| Description of the task |
Please repeat the lines below exactly. Begin with the line containing "or garbage flash)" and go on through the line containing "fn offset_of(&self, address: u32, len: usize)".

| Material supplied |

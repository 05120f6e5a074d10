//! Flash storage abstractions
//!
//! Models the reserved configuration region of on-chip flash: a fixed,
//! page-aligned block that is erased a page at a time and programmed a word
//! at a time.
//!
//! # Flash Characteristics
//!
//! - Erase sets every byte of a page to 0xFF
//! - Program can only change bits from 1 to 0 (erase first to get them back)
//! - Programming is word-granular (4 bytes, little-endian)
//! - A failed operation latches a hardware fault flag until it is cleared

/// Programming granularity in bytes
pub const WORD_SIZE: usize = 4;

/// Value of a freshly erased word
pub const ERASED_WORD: u32 = 0xFFFF_FFFF;

/// Location and geometry of the reserved configuration region
#[derive(Debug, Clone, Copy, PartialEq, Eq)]
#[cfg_attr(feature = "defmt", derive(defmt::Format))]
pub struct FlashRegion {
    /// Absolute address of the first byte of the region
    pub start: u32,
    /// Reserved size in bytes
    pub size: u32,
    /// Erase granularity in bytes
    pub page_size: u32,
}

impl FlashRegion {
    /// Create a region descriptor
    pub const fn new(start: u32, size: u32, page_size: u32) -> Self {
        Self {
            start,
            size,
            page_size,
        }
    }

    /// One past the last address of the region
    pub const fn end(&self) -> u32 {
        self.start + self.size
    }

    /// Check that `len` bytes starting at `address` lie inside the region
    pub const fn contains(&self, address: u32, len: u32) -> bool {
        address >= self.start && address + len <= self.end()
    }
}

/// Errors from flash operations
#[derive(Debug, Clone, Copy, PartialEq, Eq)]
#[cfg_attr(feature = "defmt", derive(defmt::Format))]
pub enum FlashError {
    /// Page erase did not complete
    Erase,
    /// Word program did not complete
    Program,
    /// Flash is locked or the page is write-protected
    WriteProtected,
    /// Address is not aligned to a word (program) or page (erase)
    Alignment,
    /// Access falls outside the reserved region
    OutOfBounds,
    /// Read-back failed
    Read,
}

/// Reserved configuration region in on-chip flash
///
/// Implementations talk to the flash controller directly. Callers are
/// expected to bracket a write sequence with [`unlock`](Self::unlock) and
/// [`lock`](Self::lock), and to call
/// [`clear_fault_flags`](Self::clear_fault_flags) before retrying after a
/// failure.
pub trait ConfigFlash {
    /// The reserved region this driver may touch
    fn region(&self) -> FlashRegion;

    /// Enable erase/program access to the flash controller
    fn unlock(&mut self);

    /// Disable erase/program access
    fn lock(&mut self);

    /// Clear latched end-of-operation and error flags
    fn clear_fault_flags(&mut self);

    /// Erase the page starting at `address`
    ///
    /// `address` must be page-aligned and inside [`region`](Self::region).
    fn erase_page(&mut self, address: u32) -> Result<(), FlashError>;

    /// Program one little-endian word at `address`
    ///
    /// `address` must be word-aligned. Only bits that are currently 1 can
    /// be changed.
    fn program_word(&mut self, address: u32, word: u32) -> Result<(), FlashError>;

    /// Read `buf.len()` bytes starting at `address`
    fn read(&mut self, address: u32, buf: &mut [u8]) -> Result<(), FlashError>;
}

impl<T: ConfigFlash + ?Sized> ConfigFlash for &mut T {
    fn region(&self) -> FlashRegion {
        (**self).region()
    }

    fn unlock(&mut self) {
        (**self).unlock();
    }

    fn lock(&mut self) {
        (**self).lock();
    }

    fn clear_fault_flags(&mut self) {
        (**self).clear_fault_flags();
    }

    fn erase_page(&mut self, address: u32) -> Result<(), FlashError> {
        (**self).erase_page(address)
    }

    fn program_word(&mut self, address: u32, word: u32) -> Result<(), FlashError> {
        (**self).program_word(address, word)
    }

    fn read(&mut self, address: u32, buf: &mut [u8]) -> Result<(), FlashError> {
        (**self).read(address, buf)
    }
}

/// In-memory flash region
///
/// Behaves like a real NOR region (erase to 0xFF, program by AND-ing bits,
/// lock/unlock, sticky fault flag) and supports fault injection, so the
/// store's retry and verification paths can be exercised on the host.
///
/// # Example
///
/// ```
/// use flightcfg_hal::{ConfigFlash, RamFlash};
///
/// let mut flash = RamFlash::<2048>::new(0x0801_F800, 1024);
/// flash.unlock();
/// flash.erase_page(0x0801_F800).unwrap();
/// flash.program_word(0x0801_F800, 0x1234_5678).unwrap();
///
/// let mut buf = [0u8; 4];
/// flash.read(0x0801_F800, &mut buf).unwrap();
/// assert_eq!(buf, 0x1234_5678u32.to_le_bytes());
/// ```
#[derive(Debug, Clone)]
pub struct RamFlash<const N: usize> {
    region: FlashRegion,
    data: [u8; N],
    locked: bool,
    fault_latched: bool,
    failing_erases: u32,
    failing_programs: u32,
    always_fail: bool,
    stuck_bits: Option<(usize, u8)>,
    erase_count: u32,
    program_count: u32,
    clear_count: u32,
}

impl<const N: usize> RamFlash<N> {
    /// Create an erased, locked region of `N` bytes at `start`
    pub const fn new(start: u32, page_size: u32) -> Self {
        Self {
            region: FlashRegion::new(start, N as u32, page_size),
            data: [0xFF; N],
            locked: true,
            fault_latched: false,
            failing_erases: 0,
            failing_programs: 0,
            always_fail: false,
            stuck_bits: None,
            erase_count: 0,
            program_count: 0,
            clear_count: 0,
        }
    }

    /// Raw region contents
    pub fn contents(&self) -> &[u8] {
        &self.data
    }

    /// Overwrite the whole region with `byte` (blank, zeroed or garbage flash)
    pub fn fill(&mut self, byte: u8) {
        self.data = [byte; N];
    }

    /// Overwrite region contents starting at `offset`, bypassing erase rules
    pub fn write_raw(&mut self, offset: usize, bytes: &[u8]) {
        self.data[offset..offset + bytes.len()].copy_from_slice(bytes);
    }

    /// XOR `mask` into the byte at `offset` (bit-rot)
    pub fn corrupt(&mut self, offset: usize, mask: u8) {
        self.data[offset] ^= mask;
    }

    /// Make the next `count` page erases fail
    pub fn fail_next_erases(&mut self, count: u32) {
        self.failing_erases = count;
    }

    /// Make the next `count` word programs fail
    pub fn fail_next_programs(&mut self, count: u32) {
        self.failing_programs = count;
    }

    /// Make every erase and program fail until cleared with `false`
    pub fn set_always_fail(&mut self, fail: bool) {
        self.always_fail = fail;
    }

    /// Bits in `mask` at `offset` can no longer be programmed to 0
    pub fn stick_bits(&mut self, offset: usize, mask: u8) {
        self.stuck_bits = Some((offset, mask));
    }

    /// Number of page erases performed
    pub fn erase_count(&self) -> u32 {
        self.erase_count
    }

    /// Number of word programs attempted
    pub fn program_count(&self) -> u32 {
        self.program_count
    }

    /// Number of fault-flag clears
    pub fn clear_count(&self) -> u32 {
        self.clear_count
    }

    /// Whether the controller is currently locked
    pub fn is_locked(&self) -> bool {
        self.locked
    }

    fn offset_of(&self, address: u32, len: usize) -> Result<usize, FlashError> {
        if !self.region.contains(address, len as u32) {
            return Err(FlashError::OutOfBounds);
        }
        Ok((address - self.region.start) as usize)
    }

    fn check_writable(&self) -> Result<(), FlashError> {
        if self.locked {
            return Err(FlashError::WriteProtected);
        }
        Ok(())
    }
}

impl<const N: usize> ConfigFlash for RamFlash<N> {
    fn region(&self) -> FlashRegion {
        self.region
    }

    fn unlock(&mut self) {
        self.locked = false;
    }

    fn lock(&mut self) {
        self.locked = true;
    }

    fn clear_fault_flags(&mut self) {
        self.fault_latched = false;
        self.clear_count += 1;
    }

    fn erase_page(&mut self, address: u32) -> Result<(), FlashError> {
        self.check_writable()?;
        let page = self.region.page_size as usize;
        if address < self.region.start {
            return Err(FlashError::OutOfBounds);
        }
        if (address - self.region.start) as usize % page != 0 {
            return Err(FlashError::Alignment);
        }
        let offset = self.offset_of(address, page)?;

        self.erase_count += 1;
        if self.always_fail || self.fault_latched || self.failing_erases > 0 {
            self.failing_erases = self.failing_erases.saturating_sub(1);
            self.fault_latched = true;
            return Err(FlashError::Erase);
        }

        self.data[offset..offset + page].fill(0xFF);
        Ok(())
    }

    fn program_word(&mut self, address: u32, word: u32) -> Result<(), FlashError> {
        self.check_writable()?;
        if address % WORD_SIZE as u32 != 0 {
            return Err(FlashError::Alignment);
        }
        let offset = self.offset_of(address, WORD_SIZE)?;

        self.program_count += 1;
        if self.always_fail || self.fault_latched || self.failing_programs > 0 {
            self.failing_programs = self.failing_programs.saturating_sub(1);
            self.fault_latched = true;
            return Err(FlashError::Program);
        }

        for (i, byte) in word.to_le_bytes().iter().enumerate() {
            self.data[offset + i] &= byte;
        }

        if let Some((stuck, mask)) = self.stuck_bits {
            if (offset..offset + WORD_SIZE).contains(&stuck) {
                self.data[stuck] |= mask;
            }
        }

        Ok(())
    }

    fn read(&mut self, address: u32, buf: &mut [u8]) -> Result<(), FlashError> {
        let offset = self.offset_of(address, buf.len())?;
        buf.copy_from_slice(&self.data[offset..offset + buf.len()]);
        Ok(())
    }
}

#[cfg(test)]
mod tests {
    use super::*;

    const START: u32 = 0x0801_F000;

    #[test]
    fn test_new_region_is_erased_and_locked() {
        let flash = RamFlash::<1024>::new(START, 512);
        assert!(flash.contents().iter().all(|&b| b == 0xFF));
        assert!(flash.is_locked());
        assert_eq!(flash.region().end(), START + 1024);
    }

    #[test]
    fn test_locked_flash_rejects_writes() {
        let mut flash = RamFlash::<1024>::new(START, 512);
        assert_eq!(flash.erase_page(START), Err(FlashError::WriteProtected));
        assert_eq!(
            flash.program_word(START, 0),
            Err(FlashError::WriteProtected)
        );
    }

    #[test]
    fn test_program_only_clears_bits() {
        let mut flash = RamFlash::<1024>::new(START, 512);
        flash.unlock();
        flash.program_word(START, 0x0000_00F0).unwrap();
        flash.program_word(START, 0x0000_000F).unwrap();

        let mut buf = [0u8; 4];
        flash.read(START, &mut buf).unwrap();
        assert_eq!(u32::from_le_bytes(buf), 0);

        flash.erase_page(START).unwrap();
        flash.read(START, &mut buf).unwrap();
        assert_eq!(u32::from_le_bytes(buf), ERASED_WORD);
    }

    #[test]
    fn test_alignment_and_bounds() {
        let mut flash = RamFlash::<1024>::new(START, 512);
        flash.unlock();
        assert_eq!(flash.erase_page(START + 4), Err(FlashError::Alignment));
        assert_eq!(flash.program_word(START + 2, 0), Err(FlashError::Alignment));
        assert_eq!(
            flash.program_word(START + 1024, 0),
            Err(FlashError::OutOfBounds)
        );
        let mut buf = [0u8; 8];
        assert_eq!(flash.read(START + 1020, &mut buf), Err(FlashError::OutOfBounds));
    }

    #[test]
    fn test_fault_flag_latches_until_cleared() {
        let mut flash = RamFlash::<1024>::new(START, 512);
        flash.unlock();
        flash.fail_next_programs(1);

        assert_eq!(flash.program_word(START, 0), Err(FlashError::Program));
        // Injected failure is spent, but the latched flag still blocks
        assert_eq!(flash.program_word(START, 0), Err(FlashError::Program));

        flash.clear_fault_flags();
        assert_eq!(flash.program_word(START, 0), Ok(()));
        assert_eq!(flash.clear_count(), 1);
    }

    #[test]
    fn test_stuck_bits_survive_programming() {
        let mut flash = RamFlash::<1024>::new(START, 512);
        flash.unlock();
        flash.stick_bits(1, 0x80);
        flash.program_word(START, 0).unwrap();
        assert_eq!(flash.contents()[1], 0x80);
    }
}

| Reply to the exercise |
    /// Overwrite the whole region with `byte` (blank, zeroed or garbage flash)
    pub fn fill(&mut self, byte: u8) {
        self.data = [byte; N];
    }

    /// Overwrite region contents starting at `offset`, bypassing erase rules
    pub fn write_raw(&mut self, offset: usize, bytes: &[u8]) {
        self.data[offset..offset + bytes.len()].copy_from_slice(bytes);
    }

    /// XOR `mask` into the byte at `offset` (bit-rot)
    pub fn corrupt(&mut self, offset: usize, mask: u8) {
        self.data[offset] ^= mask;
    }

    /// Make the next `count` page erases fail
    pub fn fail_next_erases(&mut self, count: u32) {
        self.failing_erases = count;
    }

    /// Make the next `count` word programs fail
    pub fn fail_next_programs(&mut self, count: u32) {
        self.failing_programs = count;
    }

    /// Make every erase and program fail until cleared with `false`
    pub fn set_always_fail(&mut self, fail: bool) {
        self.always_fail = fail;
    }

    /// Bits in `mask` at `offset` can no longer be programmed to 0
    pub fn stick_bits(&mut self, offset: usize, mask: u8) {
        self.stuck_bits = Some((offset, mask));
    }

    /// Number of page erases performed
    pub fn erase_count(&self) -> u32 {
        self.erase_count
    }

    /// Number of word programs attempted
    pub fn program_count(&self) -> u32 {
        self.program_count
    }

    /// Number of fault-flag clears
    pub fn clear_count(&self) -> u32 {
        self.clear_count
    }

    /// Whether the controller is currently locked
    pub fn is_locked(&self) -> bool {
        self.locked
    }

    fn offset_of(&self, address: u32, len: usize) -> Result<usize, FlashError> {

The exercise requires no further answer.